By Jim Uhley, D. Min
College of Theology
June 29, 2015
Luke 23:32-43 tells the story of three men on crosses. Two of the three men were from the bottom of society. We don’t know their crimes, but Matthew tells us they were robbers, implying violent thefts.
The Romans were law-and-order people, and there was no Supreme Court to appeal to. If you were caught, the Romans didn’t put you in a prison with three meals a day and free TV. Many crimes resulted in execution; but if you had money or if you had friends in high places, generally you could get off.
But these men were at the bottom of life; they were being used to deter others from a life of crime. They were crucified as examples for everyone to see. Their victims could come and say things like, “Not so tough now!”
It’s not hard to imagine what some of the people would do to men who had violently robbed them. It was time for some payback against them when they were helpless.
The Power of the Cross
This death was a humiliating death. Both the Roman and Jewish cultures were shame and honor cultures. Crucifixion was intended to discourage those thinking about a life of crime or political rebellion. Not only would the criminal be killed, but his family would endure lasting shame.
Yet in spite of being at a low point in life, one of the criminals finds it in himself to ridicule Jesus.
This would be funny if it were not so sad. Ridicule is done by people who feel they are above people they consider beneath them. He thinks Jesus is a fool who has been going around claiming to be the Messiah.
Actually, Jesus never makes this claim in a direct way, but that is what people have been saying about him. So this criminal uses some of his final time on Earth to mock Jesus.
CS Lewis in his book “Mere Christianity” describes the biggest sin of all when he writes:
“The vice I am talking of is Pride or Self-Conceit: and the virtue opposite to it, in Christian morals, is called Humility… According to Christian teachers, the essential vice, the utmost evil, is Pride. Unchastity, anger, greed, drunkenness, and all that, are mere flea bites in comparison: it was through Pride that the devil became the devil: Pride leads to every other vice: it is the complete anti-God state of mind.”

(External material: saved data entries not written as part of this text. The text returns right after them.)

use crate::audit::{AuditEntry, AuditStatus, StatementAuditLog, now_micros, sql_preview};
use crate::backend::{BackendError, BatchConnection, ConnectionSource};
use crate::commit::batch::{BatchRequest, BatchResult};
use crate::commit::validation::validate_batch_request;
use crate::config::EngineConfig;
use crate::error::BatchError;
use crate::statement::{Statement, StatementKind, StatementPlan};
use std::borrow::Cow;
use std::sync::Arc;
use std::time::Instant;
use tracing::{debug, info, warn};

/// Lifecycle of one batch on its connection.
#[derive(Debug, Clone, Copy, PartialEq, Eq)]
pub enum TransactionState {
    Idle,
    TransactionOpen,
    /// Executing the statement at this zero-based position.
    Applying(usize),
    Committed,
    RolledBack,
}

impl TransactionState {
    pub fn is_open(self) -> bool {
        matches!(
            self,
            TransactionState::TransactionOpen | TransactionState::Applying(_)
        )
    }
}

/// Applies a batch request atomically: every statement commits together or
/// none does.
pub struct TransactionCoordinator<S> {
    source: S,
    config: EngineConfig,
    audit: Option<Arc<StatementAuditLog>>,
}

impl<S: ConnectionSource> TransactionCoordinator<S> {
    pub fn new(source: S, config: EngineConfig) -> Result<Self, BatchError> {
        config.validate()?;
        let audit = match &config.audit_log_path {
            Some(path) => Some(Arc::new(StatementAuditLog::open(path)?)),
            None => None,
        };
        Ok(Self {
            source,
            config,
            audit,
        })
    }

    pub fn source(&self) -> &S {
        &self.source
    }

    pub fn config(&self) -> &EngineConfig {
        &self.config
    }

    /// Wire-level entry point; never fails, the outcome is in the result.
    pub async fn execute_batch(&self, request: &BatchRequest) -> BatchResult {
        self.try_execute_batch(request).await.into()
    }

    /// Returns the total affected row count, or the first failure after the
    /// transaction has been rolled back.
    pub async fn try_execute_batch(&self, request: &BatchRequest) -> Result<u64, BatchError> {
        let plan = match validate_batch_request(request, &self.config) {
            Ok(plan) => plan,
            Err(err) => {
                warn!(table = %request.table_ref(), error = %err, "batch rejected");
                return Err(err);
            }
        };
        info!(
            table = %plan.table,
            updates = plan.count(StatementKind::Update),
            inserts = request.inserts.len(),
            deletes = plan.count(StatementKind::Delete),
            statements = plan.len(),
            "executing batch"
        );

        let conn = self
            .source
            .acquire(&plan.table)
            .await
            .map_err(|e| BatchError::Connection {
                message: e.to_string(),
            })?;
        let mut scope = TransactionScope::new(conn);
        scope.begin().await?;

        match self.apply(&mut scope, &plan).await {
            Ok(total) => {
                scope.commit().await?;
                info!(table = %plan.table, rows_affected = total, "batch committed");
                Ok(total)
            }
            Err(err) => {
                warn!(table = %plan.table, error = %err, "batch failed; rolling back");
                scope.rollback().await;
                Err(err)
            }
        }
    }

    async fn apply<C: BatchConnection>(
        &self,
        scope: &mut TransactionScope<C>,
        plan: &StatementPlan,
    ) -> Result<u64, BatchError> {
        let mut total = 0u64;
        for (index, statement) in plan.statements().iter().enumerate() {
            let sql_for_log = if self.config.log_statements {
                Cow::Borrowed(statement.sql.as_str())
            } else {
                sql_preview(&statement.sql, self.config.sql_preview_chars)
            };
            debug!(
                index,
                kind = %statement.kind,
                rows = statement.rows,
                sql = %sql_for_log,
                "executing statement"
            );
            let started = Instant::now();
            let outcome = scope.execute(index, &statement.sql).await;
            self.audit(plan, statement, started, &outcome);
            let affected = outcome?;
            debug!(index, affected, "statement applied");
            total += affected;
        }
        Ok(total)
    }

    fn audit(
        &self,
        plan: &StatementPlan,
        statement: &Statement,
        started: Instant,
        outcome: &Result<u64, BatchError>,
    ) {
        let Some(log) = &self.audit else {
            return;
        };
        let entry = AuditEntry {
            timestamp_micros: now_micros(),
            table: plan.table.to_string(),
            kind: statement.kind.to_string(),
            sql: sql_preview(&statement.sql, self.config.sql_preview_chars).into_owned(),
            status: if outcome.is_ok() {
                AuditStatus::Success
            } else {
                AuditStatus::Error
            },
            duration_micros: u64::try_from(started.elapsed().as_micros()).unwrap_or(u64::MAX),
            affected_rows: outcome.as_ref().ok().copied(),
            error: outcome.as_ref().err().map(ToString::to_string),
        };
        if let Err(err) = log.record(&entry) {
            warn!(path = %log.path().display(), error = %err, "failed to write statement audit entry");
        }
    }
}

/// Owns the batch connection and tracks where the transaction stands.
struct TransactionScope<C: BatchConnection> {
    conn: C,
    state: TransactionState,
}

impl<C: BatchConnection> TransactionScope<C> {
    fn new(conn: C) -> Self {
        Self {
            conn,
            state: TransactionState::Idle,
        }
    }

    async fn begin(&mut self) -> Result<(), BatchError> {
        self.conn
            .begin()
            .await
            .map_err(|e| BatchError::Connection {
                message: e.to_string(),
            })?;
        self.state = TransactionState::TransactionOpen;
        Ok(())
    }

    async fn execute(&mut self, index: usize, sql: &str) -> Result<u64, BatchError> {
        self.state = TransactionState::Applying(index);
        self.conn.execute(sql).await.map_err(|e| match e {
            BackendError::Connection(message) => BatchError::Connection { message },
            BackendError::Statement(message) => BatchError::Statement { index, message },
        })
    }

    async fn commit(&mut self) -> Result<(), BatchError> {
        match self.conn.commit().await {
            Ok(()) => {
                self.state = TransactionState::Committed;
                Ok(())
            }
            Err(err) => {
                warn!(error = %err, "commit failed; rolling back");
                self.rollback().await;
                Err(BatchError::Commit {
                    message: err.to_string(),
                })
            }
        }
    }

    /// Best effort: a failed rollback leaves nothing committed, so it is only
    /// logged.
    async fn rollback(&mut self) {
        if let Err(err) = self.conn.rollback().await {
            warn!(error = %err, "rollback failed");
        }
        self.state = TransactionState::RolledBack;
    }
}

impl<C: BatchConnection> Drop for TransactionScope<C> {
    fn drop(&mut self) {
        if self.state.is_open() {
            warn!(state = ?self.state, "transaction scope dropped while open");
        }
    }
}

But the other criminal has a very different attitude. He admits he is getting what he deserves. He rebukes the other man, asking him if he doesn’t fear God. This implies that this criminal does. He not only fears God, but he is also able to look at his own life and accept his punishment as just.
He then turns to Jesus and asks for mercy. He identifies Jesus as an innocent victim and requests to be remembered when Jesus comes into His kingdom. This criminal is able to look in four directions. In the midst of terrible pain at the end of his life, he examines himself. He looks to God. He speaks to the other criminal and then he looks to Jesus and asks for mercy: “Remember me when you come into your kingdom.”
Jesus’ reply should give us all hope. It is a reply that promises mercy. Notice that this promise is spoken to one thief and not the other: “You will be with me in paradise.”
Jesus accepts the man’s faith, his trust that He has the power to save him, not from the cross, but from eternal death.
Pride Will Get the Best of You
Why does God hate pride? Lewis said:
“He is trying to make you humble in order to make this moment possible, trying to take off a lot of silly, ugly, fancy-dress in which we have all got ourselves up and are strutting about like the little idiots we are.”
Pride is always competitive; it always seeks power; it always fosters enmity between us and others, and between us and God. A proud man is always looking down on people.
I’m thankful that Luke told us the story of the two robbers. He illustrates so many things. He shows us that we can be at the lowest point in life and still hang on to our pride and refuse mercy.
Luke shows us that to be with Jesus in paradise, we have only to humble ourselves and seek mercy. The robber was not baptized and didn’t join a church. He never took communion. He didn’t have a chance to do any good deeds to make up for his evil deeds. He didn’t win anyone to Christ. He didn’t feed the poor or preach any sermons. All he did was ask to be remembered by the one he knew was the King.
As we look at our lives, some feel that they are on the very bottom rung of the ladder. Others feel that they are pretty good, have accomplished a lot and not broken any of the big commandments. They say, “I’m a good person.” Their friends look at their lives and are impressed. Their resume of accomplishments and honors is long.
But what really matters is what we say to Jesus: “Lord, remember me. Everything is garbage but you. I am hopeless without you.”
We are all the same before Jesus and that should make you glad. Christ will give us His righteousness. Christ will remember us. His resurrection will be ours.